Daß dies keineswegs so einfach ist, mußte ein Flüchtling aus dem Lager in Meinersen, Kreis Gifhorn, in Niedersachsen erfahren, der ebenfalls zur Konferenz wollte. Nachdem er auf Einladung der Flüchtlingsorganisation »Karawane« hin eine Besuchserlaubnis beantragt hatte, schickte ihm die Ausländerbehörde in Gifhorn ein Schreiben. In dem vom Leiter des Amtes, Kai Renders, unterzeichneten Dokument heißt es unter anderem: »Ich darf Ihnen mitteilen, daß ihr Antrag, nach Berlin zu fahren, der Polizeiinspektion Gifhorn, dort Abt. Staatsschutz, übersandt werden wird«. Diese werde das Ersuchen »neu bewerten und die Ausländerbehörde Gifhorn entsprechend informieren«. Weiterhin wird er aufgefordert, »zukünftig jegliche Antragstellung nur noch über seinen Anwalt« abzuwickeln.

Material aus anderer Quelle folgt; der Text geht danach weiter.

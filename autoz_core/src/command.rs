//! Host command entry points: diagnostics and the one-shot offset command.

use autoz_traits::{Machine, Notifier, OffsetStore, SampleSource, UiStage};
use tracing::info;

use crate::calibrator::{MeasureModes, PointMeasurer};
use crate::error::{AutoZError, AutoZResult, Result};
use crate::hw_error::boxed;
use crate::orchestrator::{OffsetOrchestrator, RunOptions, ZOffsetEstimate};
use crate::scan::MeasurementResult;
use crate::types::RawSample;

/// First-run wizard step reached once the offset is known.
pub const BOOT_STEP_LEVELING: u8 = 2;

#[derive(Debug, Clone, Copy, PartialEq, Eq, Default)]
pub struct BootWizard {
    pub pending: bool,
    pub step: u8,
}

#[derive(Debug, Clone, Copy, PartialEq, Eq)]
pub struct DiagnosticOptions {
    /// Dump this many raw readings and do nothing else.
    pub raw: Option<usize>,
    /// One scan at the press position.
    pub single_scan: bool,
    /// Full-routine repetitions.
    pub count: usize,
    pub clean: bool,
    pub press: bool,
    pub touch: bool,
}

impl Default for DiagnosticOptions {
    fn default() -> Self {
        Self {
            raw: None,
            single_scan: false,
            count: 1,
            clean: false,
            press: false,
            touch: false,
        }
    }
}

#[derive(Debug, Clone, PartialEq)]
pub enum DiagnosticReport {
    Raw(Vec<RawSample>),
    Scan(MeasurementResult),
    Runs(Vec<AutoZResult<ZOffsetEstimate>>),
    /// No sub-flag selected.
    Nothing,
}

/// Raw dump, single scan, or `count` full runs; the first selected wins.
pub fn diagnostic<M, S, O, N, P>(
    orch: &mut OffsetOrchestrator<M, S, O, N, P>,
    opts: &DiagnosticOptions,
) -> Result<DiagnosticReport>
where
    M: Machine,
    S: SampleSource,
    O: OffsetStore,
    N: Notifier,
    P: PointMeasurer<M, S>,
{
    if let Some(n) = opts.raw {
        return Ok(DiagnosticReport::Raw(orch.read_raw(n)?));
    }
    if opts.single_scan {
        return Ok(DiagnosticReport::Scan(orch.single_scan()?));
    }
    if !(opts.clean || opts.press || opts.touch) {
        return Ok(DiagnosticReport::Nothing);
    }

    let run = RunOptions {
        clean: opts.clean,
        modes: MeasureModes {
            press: opts.press,
            touch: opts.touch,
        },
    };
    let mut runs = Vec::with_capacity(opts.count);
    for i in 0..opts.count.max(1) {
        let res = orch.run(run);
        info!(run = i + 1, ok = res.is_ok(), "diagnostic run");
        let cancelled = matches!(res, Err(AutoZError::Cancelled));
        runs.push(res);
        if cancelled {
            break;
        }
    }
    Ok(DiagnosticReport::Runs(runs))
}

#[derive(Debug, Clone, PartialEq)]
pub struct OneShotOutcome {
    pub estimate: ZOffsetEstimate,
    /// `LevelingNext` or `ReturnToMenu`.
    pub exit: UiStage,
}

/// Full routine with every flag set, then home and pick the exit path.
pub fn one_shot<M, S, O, N, P>(
    orch: &mut OffsetOrchestrator<M, S, O, N, P>,
    leveling: bool,
    wizard: &mut BootWizard,
) -> Result<OneShotOutcome>
where
    M: Machine,
    S: SampleSource,
    O: OffsetStore,
    N: Notifier,
    P: PointMeasurer<M, S>,
{
    let estimate = orch.run(RunOptions::default())?;

    if wizard.pending {
        wizard.step = BOOT_STEP_LEVELING;
    }
    if let Err(e) = orch.machine_mut().home_all() {
        orch.notifier_mut().notify(UiStage::Failed);
        return Err(AutoZError::Prerequisite(format!("homing: {}", boxed(e))).into());
    }

    let exit = if leveling {
        UiStage::LevelingNext
    } else {
        UiStage::ReturnToMenu
    };
    info!(z_offset_mm = estimate.value_mm, ?exit, "one-shot z-offset done");
    orch.notifier_mut().notify(exit);
    Ok(OneShotOutcome { estimate, exit })
}
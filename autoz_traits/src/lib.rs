pub mod clock;

pub use clock::{Clock, ManualClock, MonotonicClock};

/// Error type used at every collaborator boundary.
pub type BoxError = Box<dyn std::error::Error + Send + Sync>;

/// Cartesian nozzle position in millimeters.
#[derive(Debug, Clone, Copy, PartialEq, Default)]
pub struct Position {
    pub x: f32,
    pub y: f32,
    pub z: f32,
}

impl Position {
    pub const fn new(x: f32, y: f32, z: f32) -> Self {
        Self { x, y, z }
    }

    /// Same XY, different Z.
    pub const fn with_z(self, z: f32) -> Self {
        Self { z, ..self }
    }
}

/// One raw conversion from the load-cell amplifier.
pub trait SampleSource {
    fn read(&mut self, timeout: std::time::Duration) -> Result<i32, BoxError>;
}

/// Blocking motion collaborator. Every move returns only once the
/// planner has physically completed it.
pub trait Motion {
    fn move_to_xy(&mut self, x: f32, y: f32, feed_mm_s: f32) -> Result<(), BoxError>;
    fn move_to_z(&mut self, z: f32, feed_mm_s: f32) -> Result<(), BoxError>;
    fn move_to_xyz(&mut self, pos: Position, feed_mm_s: f32) -> Result<(), BoxError>;
    fn position(&self) -> Position;
    fn home_all(&mut self) -> Result<(), BoxError>;
    fn home_z(&mut self) -> Result<(), BoxError>;
    /// Enable or disable soft endstops; returns the previous state.
    fn set_soft_endstops(&mut self, enabled: bool) -> bool;
    fn set_leveling(&mut self, enabled: bool);
}

pub trait Thermal {
    fn hotend_target(&self) -> f32;
    fn hotend_temp(&self) -> f32;
    fn set_hotend_target(&mut self, celsius: f32);
    fn bed_target(&self) -> f32;
    fn bed_temp(&self) -> f32;
    fn set_bed_target(&mut self, celsius: f32);
    fn set_fan_speed(&mut self, speed: u8);
}

/// Secondary mechanical probe with a fixed XY offset from the nozzle.
pub trait TouchProbe {
    /// Probe the bed at the given nozzle-space XY and return the measured Z.
    fn probe_at(&mut self, x: f32, y: f32) -> Result<f32, BoxError>;
    fn stow(&mut self) -> Result<(), BoxError>;
}

/// Cooperative yield into the firmware main loop (watchdog, serial, thermal).
pub trait Cooperative {
    fn idle(&mut self);
}

/// Everything the engine needs from the printer in one bound.
pub trait Machine: Motion + Thermal + TouchProbe + Cooperative {}

impl<T: Motion + Thermal + TouchProbe + Cooperative> Machine for T {}

/// Destination of the measured offset.
pub trait OffsetStore {
    /// Apply to the running machine (probe offset and babystep); not durable.
    fn apply(&mut self, z_offset_mm: f32);
    /// Durable write, atomic from the caller's perspective.
    fn persist(&mut self, z_offset_mm: f32) -> Result<(), BoxError>;
}

/// Progress stages reported to the UI.
#[derive(Debug, Clone, Copy, PartialEq, Eq)]
pub enum UiStage {
    Heating,
    Cleaning,
    Measuring,
    HeightFound,
    Finished,
    Failed,
    LevelingNext,
    ReturnToMenu,
}

/// Fire-and-forget UI notification sink.
pub trait Notifier {
    fn notify(&mut self, stage: UiStage);
}

// Boxed collaborators forward to their contents so trait objects can be
// handed to generic code.

impl<T: SampleSource + ?Sized> SampleSource for Box<T> {
    fn read(&mut self, timeout: std::time::Duration) -> Result<i32, BoxError> {
        (**self).read(timeout)
    }
}

impl<T: Motion + ?Sized> Motion for Box<T> {
    fn move_to_xy(&mut self, x: f32, y: f32, feed_mm_s: f32) -> Result<(), BoxError> {
        (**self).move_to_xy(x, y, feed_mm_s)
    }
    fn move_to_z(&mut self, z: f32, feed_mm_s: f32) -> Result<(), BoxError> {
        (**self).move_to_z(z, feed_mm_s)
    }
    fn move_to_xyz(&mut self, pos: Position, feed_mm_s: f32) -> Result<(), BoxError> {
        (**self).move_to_xyz(pos, feed_mm_s)
    }
    fn position(&self) -> Position {
        (**self).position()
    }
    fn home_all(&mut self) -> Result<(), BoxError> {
        (**self).home_all()
    }
    fn home_z(&mut self) -> Result<(), BoxError> {
        (**self).home_z()
    }
    fn set_soft_endstops(&mut self, enabled: bool) -> bool {
        (**self).set_soft_endstops(enabled)
    }
    fn set_leveling(&mut self, enabled: bool) {
        (**self).set_leveling(enabled);
    }
}

impl<T: Thermal + ?Sized> Thermal for Box<T> {
    fn hotend_target(&self) -> f32 {
        (**self).hotend_target()
    }
    fn hotend_temp(&self) -> f32 {
        (**self).hotend_temp()
    }
    fn set_hotend_target(&mut self, celsius: f32) {
        (**self).set_hotend_target(celsius);
    }
    fn bed_target(&self) -> f32 {
        (**self).bed_target()
    }
    fn bed_temp(&self) -> f32 {
        (**self).bed_temp()
    }
    fn set_bed_target(&mut self, celsius: f32) {
        (**self).set_bed_target(celsius);
    }
    fn set_fan_speed(&mut self, speed: u8) {
        (**self).set_fan_speed(speed);
    }
}

impl<T: TouchProbe + ?Sized> TouchProbe for Box<T> {
    fn probe_at(&mut self, x: f32, y: f32) -> Result<f32, BoxError> {
        (**self).probe_at(x, y)
    }
    fn stow(&mut self) -> Result<(), BoxError> {
        (**self).stow()
    }
}

impl<T: Cooperative + ?Sized> Cooperative for Box<T> {
    fn idle(&mut self) {
        (**self).idle();
    }
}

impl<T: OffsetStore + ?Sized> OffsetStore for Box<T> {
    fn apply(&mut self, z_offset_mm: f32) {
        (**self).apply(z_offset_mm);
    }
    fn persist(&mut self, z_offset_mm: f32) -> Result<(), BoxError> {
        (**self).persist(z_offset_mm)
    }
}

impl<T: Notifier + ?Sized> Notifier for Box<T> {
    fn notify(&mut self, stage: UiStage) {
        (**self).notify(stage);
    }
}
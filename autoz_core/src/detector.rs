use crate::config::TriggerCfg;

/// Why the detector fired.
#[derive(Debug, Clone, Copy, PartialEq, Eq)]
pub enum Trigger {
    /// Monotonic rise through the magnitude and slope gates.
    Contact,
    /// Last three samples all beyond `max_hold`; fires regardless of slope.
    Overpressure,
}

/// Stateless trigger predicate over the tail of a filtered window.
#[derive(Debug, Clone, Copy)]
pub struct ContactDetector {
    min_hold: f32,
    max_hold: f32,
}

impl ContactDetector {
    pub fn new(cfg: &TriggerCfg) -> Self {
        Self {
            min_hold: cfg.min_hold,
            max_hold: cfg.max_hold,
        }
    }

    /// Evaluate the last three values of `filtered` (A = last, B, C).
    /// `filled` is the window fill state; nothing fires before the window is full.
    pub fn evaluate(&self, filtered: &[f32], filled: bool) -> Option<Trigger> {
        if !filled {
            return None;
        }
        let [c, b, a] = match filtered {
            [.., c, b, a] => [*c, *b, *a],
            _ => return None,
        };

        if a.abs() > self.max_hold && b.abs() > self.max_hold && c.abs() > self.max_hold {
            return Some(Trigger::Overpressure);
        }
        if !(a > b && b > c) {
            return None;
        }
        if a.abs() < self.min_hold {
            return None;
        }
        if a - c < self.min_hold * 0.25 {
            return None;
        }
        Some(Trigger::Contact)
    }
}

#[cfg(test)]
mod tests {
    use super::*;

    fn det() -> ContactDetector {
        ContactDetector::new(&TriggerCfg {
            min_hold: 2000.0,
            max_hold: 10000.0,
        })
    }

    #[test]
    fn unfilled_window_never_fires() {
        assert_eq!(det().evaluate(&[0.0, 50_000.0, 60_000.0, 70_000.0], false), None);
    }

    #[test]
    fn too_short_never_fires() {
        assert_eq!(det().evaluate(&[3000.0, 9000.0], true), None);
    }

    #[test]
    fn magnitude_gate_is_inclusive() {
        // |A| == min_hold passes, A - C == 0.25 * min_hold passes
        assert_eq!(det().evaluate(&[1500.0, 1800.0, 2000.0], true), Some(Trigger::Contact));
        assert_eq!(det().evaluate(&[1500.0, 1800.0, 1999.0], true), None);
    }

    #[test]
    fn slope_gate_rejects_slow_rise() {
        assert_eq!(det().evaluate(&[2600.0, 2700.0, 2800.0], true), None);
    }

    #[test]
    fn overpressure_bypasses_slope() {
        assert_eq!(
            det().evaluate(&[12_000.0, 12_000.0, 12_000.0], true),
            Some(Trigger::Overpressure)
        );
        assert_eq!(
            det().evaluate(&[-12_000.0, 12_000.0, -12_000.0], true),
            Some(Trigger::Overpressure)
        );
    }
}
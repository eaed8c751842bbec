use std::time::{Duration, Instant};

use crate::error::{HwError, Result};

/// Wait until the provided `is_high` predicate reports false (line went low),
/// or `timeout` expires. `pause` runs between polls so the caller decides
/// whether that is a sleep, a delay or a cooperative yield.
pub fn wait_until_low_with_timeout(
    mut is_high: impl FnMut() -> Result<bool>,
    timeout: Duration,
    mut pause: impl FnMut(),
) -> Result<()> {
    let deadline = Instant::now() + timeout;
    while is_high()? {
        if Instant::now() >= deadline {
            return Err(HwError::DataReadyTimeout);
        }
        pause();
    }
    Ok(())
}

/// Sign-extend a 24-bit two's complement value into an `i32`.
#[inline]
pub fn sign_extend_24(raw: u32) -> i32 {
    ((raw << 8) as i32) >> 8
}
//! Explicit record of GPIO lines that have already been configured.
//!
//! Passed by `&mut` into whoever opens a driver, so the "configured once"
//! rule lives in a value the caller owns instead of process-wide state.

use crate::error::{HwError, Result};

#[derive(Debug, Default, Clone)]
pub struct PinRegistry {
    configured: Vec<u8>,
}

impl PinRegistry {
    pub fn new() -> Self {
        Self::default()
    }

    /// Record `pin` as configured. Returns true when this call claimed it,
    /// false when it had already been configured earlier.
    pub fn claim(&mut self, pin: u8) -> bool {
        if self.is_configured(pin) {
            return false;
        }
        self.configured.push(pin);
        true
    }

    pub fn is_configured(&self, pin: u8) -> bool {
        self.configured.contains(&pin)
    }

    /// `PinInUse` for the first of `pins` already configured. Nothing is
    /// claimed either way.
    pub fn ensure_free(&self, pins: &[u8]) -> Result<()> {
        match pins.iter().find(|p| self.is_configured(**p)) {
            Some(pin) => Err(HwError::PinInUse(*pin)),
            None => Ok(()),
        }
    }

    pub fn release(&mut self, pin: u8) {
        self.configured.retain(|p| *p != pin);
    }
}

#[cfg(test)]
mod tests {
    use super::*;

    #[test]
    fn claims_each_pin_once() {
        let mut reg = PinRegistry::new();
        assert!(reg.claim(4));
        assert!(!reg.claim(4));
        assert!(reg.claim(6));
        assert!(reg.is_configured(4));
        reg.release(4);
        assert!(!reg.is_configured(4));
        assert!(reg.claim(4));
    }

    #[test]
    fn configured_pin_is_refused_without_claiming_the_rest() {
        let mut reg = PinRegistry::new();
        assert!(reg.ensure_free(&[6, 5]).is_ok());
        reg.claim(5);
        assert!(matches!(reg.ensure_free(&[6, 5]), Err(HwError::PinInUse(5))));
        assert!(!reg.is_configured(6));
    }
}
use std::fs::File;
use std::io::Write;

use autoz_config::{PersistedState, load_points_csv, load_toml};
use tempfile::tempdir;

#[test]
fn loads_points_with_exact_headers() {
    let dir = tempdir().unwrap();
    let path = dir.path().join("plan.csv");
    let mut f = File::create(&path).unwrap();
    writeln!(f, "x,y").unwrap();
    writeln!(f, "28,28").unwrap();
    writeln!(f, " 110.5 , 110 ").unwrap();
    drop(f);

    let pts = load_points_csv(&path).unwrap();
    assert_eq!(pts.len(), 2);
    assert!((pts[1].x - 110.5).abs() < 1e-6);
}

#[test]
fn rejects_wrong_headers() {
    let dir = tempdir().unwrap();
    let path = dir.path().join("plan.csv");
    std::fs::write(&path, "y,x\n1,2\n").unwrap();
    let err = load_points_csv(&path).expect_err("headers must be x,y");
    assert!(format!("{err}").contains("headers 'x,y'"));
}

#[test]
fn reports_bad_row_number() {
    let dir = tempdir().unwrap();
    let path = dir.path().join("plan.csv");
    std::fs::write(&path, "x,y\n1,2\nabc,3\n").unwrap();
    let err = load_points_csv(&path).expect_err("bad row");
    assert!(format!("{err}").contains("row 3"), "{err}");
}

#[test]
fn rejects_empty_plan() {
    let dir = tempdir().unwrap();
    let path = dir.path().join("plan.csv");
    std::fs::write(&path, "x,y\n").unwrap();
    assert!(load_points_csv(&path).is_err());
}

#[test]
fn csv_takes_precedence_over_inline_points() {
    let dir = tempdir().unwrap();
    let path = dir.path().join("plan.csv");
    std::fs::write(&path, "x,y\n50,60\n").unwrap();
    let toml = format!(
        "[pins]\nhx711_sck = 6\nhx711_dt = 5\n[plan]\nkind = \"custom\"\npoints = [[1.0, 2.0], [3.0, 4.0]]\npoints_csv = {:?}\n",
        path.display().to_string()
    );
    let cfg = load_toml(&toml).unwrap();
    let pts = cfg.custom_points().unwrap();
    assert_eq!(pts.len(), 1);
    assert!((pts[0].y - 60.0).abs() < 1e-6);
}

#[test]
fn persisted_state_missing_file_is_default() {
    let dir = tempdir().unwrap();
    let st = PersistedState::load(&dir.path().join("absent.toml")).unwrap();
    assert_eq!(st, PersistedState::default());
}

#[test]
fn persisted_state_survives_toml() {
    let st = PersistedState {
        z_offset_mm: -3.15,
        boot_wizard_pending: true,
        boot_step: 2,
    };
    let text = st.to_toml().unwrap();
    assert_eq!(PersistedState::from_toml(&text).unwrap(), st);
}

#[test]
fn persisted_state_range_check() {
    let st = PersistedState {
        z_offset_mm: 0.5,
        ..PersistedState::default()
    };
    assert!(st.check_range(-5.0, 0.0).is_err());
    let ok = PersistedState {
        z_offset_mm: -1.0,
        ..PersistedState::default()
    };
    assert!(ok.check_range(-5.0, 0.0).is_ok());
}
//! Touch-probe vs load-cell measurement at one XY, and the multi-sample
//! reconciliation built on top of it.

use autoz_traits::{Machine, Position, SampleSource};
use tracing::{debug, info};

use crate::cancel::CancelToken;
use crate::config::{CalibrationConfig, ReconcileCfg};
use crate::error::AutoZResult;
use crate::filter::FilterChain;
use crate::hw_error::boxed;
use crate::repeat::RepeatedMeasurement;
use crate::scan::{ScanConfig, StepScanProbe};
use crate::stats::median_of;

const SHAKE_AMPLITUDE_MM: f32 = 0.04;
const SHAKE_FEED_MM_S: f32 = 1.0;
const TOUCH_Z_FEED_MM_S: f32 = 5.0;
const TOUCH_XY_FEED_MM_S: f32 = 100.0;
const RAISE_Z_MM: f32 = 5.0;
const RAISE_FEED_MM_S: f32 = 5.0;

/// Which measurement halves run. Disabling either is a diagnostic mode.
#[derive(Debug, Clone, Copy, PartialEq, Eq)]
pub struct MeasureModes {
    pub press: bool,
    pub touch: bool,
}

impl MeasureModes {
    pub const BOTH: Self = Self {
        press: true,
        touch: true,
    };

    pub fn is_complete(&self) -> bool {
        self.press && self.touch
    }
}

impl Default for MeasureModes {
    fn default() -> Self {
        Self::BOTH
    }
}

/// Per-XY outcome.
#[derive(Debug, Clone, Copy, PartialEq)]
pub struct CalibrationSample {
    pub touch_mm: f32,
    pub press_mm: f32,
    pub difference_mm: f32,
}

/// Produces one `(touch, press, difference)` at a nozzle position.
pub trait PointMeasurer<M: ?Sized, S: ?Sized> {
    fn point_difference(
        &mut self,
        machine: &mut M,
        source: &mut S,
        at: Position,
        modes: MeasureModes,
    ) -> AutoZResult<CalibrationSample>;
}

/// Relieve Z backlash with small up/down moves around the current height.
pub fn shake_z<M: Machine + ?Sized>(machine: &mut M, times: u32) -> AutoZResult<()> {
    let z0 = machine.position().z;
    for _ in 0..times {
        machine
            .move_to_z(z0 + SHAKE_AMPLITUDE_MM, SHAKE_FEED_MM_S)
            .map_err(boxed)?;
        machine.move_to_z(z0, SHAKE_FEED_MM_S).map_err(boxed)?;
    }
    Ok(())
}

#[derive(Debug, Clone)]
pub struct DualModeCalibrator {
    cfg: CalibrationConfig,
    chain: FilterChain,
    cancel: Option<CancelToken>,
}

impl DualModeCalibrator {
    pub fn new(cfg: &CalibrationConfig) -> Self {
        Self {
            cfg: *cfg,
            chain: FilterChain::new(&cfg.filter),
            cancel: None,
        }
    }

    pub fn with_cancel(mut self, cancel: Option<CancelToken>) -> Self {
        self.cancel = cancel;
        self
    }

    /// Shake, approach and probe. The probe is stowed on every exit and the
    /// temperature targets are put back as they were found.
    fn touch<M: Machine + ?Sized>(&self, machine: &mut M, at: Position) -> AutoZResult<f32> {
        let hotend = machine.hotend_target();
        let bed = machine.bed_target();

        let (ox, oy) = self.cfg.probe.nozzle_to_probe;
        let (px, py) = (at.x - ox, at.y - oy);
        let probed = self.approach_and_touch(machine, at.z, px, py);

        machine.set_hotend_target(hotend);
        machine.set_bed_target(bed);
        let stowed = machine.stow().map_err(boxed);
        let z = probed?;
        stowed?;
        debug!(x = px, y = py, touch_mm = z, "touch probe");
        Ok(z)
    }

    fn approach_and_touch<M: Machine + ?Sized>(
        &self,
        machine: &mut M,
        z: f32,
        px: f32,
        py: f32,
    ) -> AutoZResult<f32> {
        shake_z(machine, self.cfg.probe.shake_times)?;
        machine.move_to_z(z, TOUCH_Z_FEED_MM_S).map_err(boxed)?;
        machine
            .move_to_xy(px, py, TOUCH_XY_FEED_MM_S)
            .map_err(boxed)?;
        machine.probe_at(px, py).map_err(boxed)
    }

    fn press<M, S>(&self, machine: &mut M, source: &mut S, base: Position) -> AutoZResult<f32>
    where
        M: Machine + ?Sized,
        S: SampleSource + ?Sized,
    {
        let scan = ScanConfig::from_calibration(&self.cfg, base);
        let repeat =
            RepeatedMeasurement::new(self.cfg.repeat.attempts, self.cfg.repeat.tolerance_mm);
        let mut probe =
            StepScanProbe::new(machine, source, self.chain).with_cancel(self.cancel.as_ref());
        let mut heights = Vec::with_capacity(self.cfg.repeat.press_samples);
        for _ in 0..self.cfg.repeat.press_samples {
            heights.push(repeat.measure(&mut probe, &scan)?);
        }
        let med = median_of(&heights).unwrap_or_default();
        debug!(?heights, median_mm = med, "press heights");
        Ok(med + self.cfg.offset.nozzle_expansion_mm)
    }

    fn measure<M, S>(
        &self,
        machine: &mut M,
        source: &mut S,
        at: Position,
        modes: MeasureModes,
    ) -> AutoZResult<CalibrationSample>
    where
        M: Machine + ?Sized,
        S: SampleSource + ?Sized,
    {
        machine.set_leveling(false);
        let touch_mm = if modes.touch { self.touch(machine, at)? } else { 0.0 };
        let press_mm = if modes.press {
            let base_z = if modes.touch { touch_mm } else { at.z };
            self.press(machine, source, at.with_z(base_z))?
        } else {
            0.0
        };
        Ok(CalibrationSample {
            touch_mm,
            press_mm,
            difference_mm: press_mm - touch_mm,
        })
    }
}

impl<M, S> PointMeasurer<M, S> for DualModeCalibrator
where
    M: Machine + ?Sized,
    S: SampleSource + ?Sized,
{
    fn point_difference(
        &mut self,
        machine: &mut M,
        source: &mut S,
        at: Position,
        modes: MeasureModes,
    ) -> AutoZResult<CalibrationSample> {
        let res = self.measure(machine, source, at, modes);
        let raised = machine.move_to_z(RAISE_Z_MM, RAISE_FEED_MM_S).map_err(boxed);
        let sample = res?;
        raised?;
        Ok(sample)
    }
}

/// Smaller-magnitude of two samples; ties keep `a1`.
pub fn smaller_magnitude(a0: f32, a1: f32) -> f32 {
    if a0.abs() < a1.abs() { a0 } else { a1 }
}

/// Average when `|a0|` and `|a1|` agree within `tol`.
pub fn reconcile_pair(a0: f32, a1: f32, tol: f32) -> Option<f32> {
    ((a0.abs() - a1.abs()).abs() <= tol).then(|| 0.5 * (a0 + a1))
}

/// Resolve a disagreeing pair with a third sample.
pub fn reconcile_third(a0: f32, a1: f32, a2: f32, tol: f32) -> f32 {
    let d20 = (a2.abs() - a0.abs()).abs();
    let d21 = (a2.abs() - a1.abs()).abs();
    if d20 > tol && d21 > tol {
        return smaller_magnitude(a0, a1);
    }
    if d20 <= tol {
        // a2 sides with a0: a1 is the outlier
        0.5 * (a0 + a2)
    } else {
        0.5 * (a2 + a1)
    }
}

/// Multi-sample reconciliation around one plan point.
#[derive(Debug, Clone, Copy)]
pub struct Reconciler {
    initial: u8,
    max: u8,
    tolerance_mm: f32,
    y_spacing_mm: f32,
}

impl Reconciler {
    pub fn new(cfg: &ReconcileCfg) -> Self {
        Self {
            initial: cfg.initial_samples.clamp(1, 3),
            max: cfg.max_samples.clamp(1, 3),
            tolerance_mm: cfg.tolerance_mm,
            y_spacing_mm: cfg.y_spacing_mm,
        }
    }

    pub fn reconcile<M, S, P>(
        &self,
        measurer: &mut P,
        machine: &mut M,
        source: &mut S,
        base: Position,
        modes: MeasureModes,
    ) -> AutoZResult<f32>
    where
        M: ?Sized,
        S: ?Sized,
        P: PointMeasurer<M, S> + ?Sized,
    {
        let mut vals = [0.0f32; 3];
        for k in 0..self.initial {
            let at = Position {
                y: base.y - f32::from(k) * self.y_spacing_mm,
                ..base
            };
            let s = measurer.point_difference(machine, source, at, modes)?;
            info!(
                x = at.x,
                y = at.y,
                touch_mm = s.touch_mm,
                press_mm = s.press_mm,
                offset_mm = s.difference_mm,
                "point sample"
            );
            vals[usize::from(k)] = s.difference_mm;
        }
        if self.initial == 1 {
            return Ok(vals[0]);
        }

        let (a0, a1) = (vals[0], vals[1]);
        if let Some(avg) = reconcile_pair(a0, a1, self.tolerance_mm) {
            return Ok(avg);
        }
        if self.max >= 3 {
            let s = measurer.point_difference(machine, source, base, modes)?;
            info!(x = base.x, y = base.y, offset_mm = s.difference_mm, "third sample");
            return Ok(reconcile_third(a0, a1, s.difference_mm, self.tolerance_mm));
        }
        Ok(smaller_magnitude(a0, a1))
    }
}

Ralf Santana Lourenco, Sprecher der Karawane Hamburg, übte scharfe Kritik an solchen Methoden. Damit werde beabsichtigt, Flüchtlinge an der Wahrnehmung ihrer Grundrechte zu hindern, sagte er. So seien insgesamt zehn Flüchtlinge in Zella-Mehlis und einigen weitere Menschen in Remscheid gar nicht erst zur Tagung in die Hauptstadt gefahren, nachdem sie in den Nachrichten über verstärkte Kontrollen auf Bahnhöfen im Zusammenhang mit Terrorwarnungen gehört hätten. Trotz solcher Umstände sei die Veranstaltung noch vergleichsweise gut besucht gewesen, betonte ­Lourenco.

Bei dem Symposium äußerten mehrere Flüchtlinge gegenüber junge Welt ihr Entsetzen darüber, daß die Demokratie in Deutschland im Zusammenwirken von Gesetzgeber, Ausländerbehörden und Polizei zurückgefahren werde.